24 entry daha
  • bit osuruğu kadar anlamlı olan pekçok popüler sinema örneğini ve denemesini cık cık cık sesleri eşliğinde gözlemleyen sinema seyircileri için, bu kadar gürültülü, tantanalı, şaşaalı, boyalı, dolgulu, 3-d tadında hazlar verdiğini sanırken içimizi, beynimizi boşaltan filmlerden sonra, bir meleğin düşüşünün bu kadar sessiz, bu kadar tatsız, kokusuz, dokusuz, bu kadar uzak olmaması gereken film.

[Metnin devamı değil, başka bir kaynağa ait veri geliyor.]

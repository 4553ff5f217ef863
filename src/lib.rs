//! Genetic algorithm for the 0/1 knapsack problem.
//!
//! Given an ordered catalog of items (name, weight, value) and a capacity,
//! searches for a high-value subset whose total weight fits:
//!
//! - **Catalog**: Item records and the whitespace text format they load from.
//! - **GA**: Binary genomes, fitness with a hard capacity cliff, two-candidate
//!   tournament selection, single-point and midpoint crossover, bit-flip
//!   mutation, and a steady-state replace-worst loop.
//! - **Report**: Plain-text progress lines and the final best-solution block.
//!
//! # Example
//!
//! ```
//! use knapsack_ga::catalog::Catalog;
//! use knapsack_ga::ga::{GaConfig, GaRunner, KnapsackProblem};
//!
//! let catalog = Catalog::parse("A 2 3  B 3 4  C 4 5");
//! let problem = KnapsackProblem::new(catalog, 5.0)?;
//! let result = GaRunner::run(&problem, &GaConfig::default().with_seed(7))?;
//! assert!(result.best.total_weight <= 5.0);
//! # Ok::<(), knapsack_ga::KnapsackError>(())
//! ```
//!
//! Runs are single-threaded. All randomness comes from one seedable
//! generator owned by [`ga::GaRunner`], so a fixed seed reproduces a run.

pub mod catalog;
pub mod error;
pub mod ga;
pub mod report;

pub use error::{KnapsackError, Result};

    karanlık, donup kalan film karelerini üç metre öteden konuşan birinin fısıltılarına kulak misafiri olmaya çalışır gibi takip etmeyi beceremeyip exit yazısını gözlemleyenler çok da ters bir iş yapmış sayılmazlar; çünkü en yoğun parfümün bile bir süre sonra kokusu alınmaz olur; bu, insan doğasıdır. yönetmenin yoğunluklu olduğuna inandığı ve üzerine "durup düşünmemizi/ derinleşmemizi" istediği sahneleri anlamlandırabilmek için biraz daha uyarana, biraz daha harekete ihtiyacımız vardı. kaldı ki, gerçek hayat bu kadar yavaş değil. (bir kaplumbağa gibi yaşayan ben bile bazen yeminimi bozup seri ve hızlı hareketler yapabiliyorum!) bilemiyorum, belki de ben greenwich meridien time'a göre düşünen zavallı, dar perspektifli bir faniyim; uzay zamanına göre düşündüğüm zaman her şeyi anlamış olacağım. kameradan görenin uzay zamanına göre düşündüğünü varsayalım o zaman...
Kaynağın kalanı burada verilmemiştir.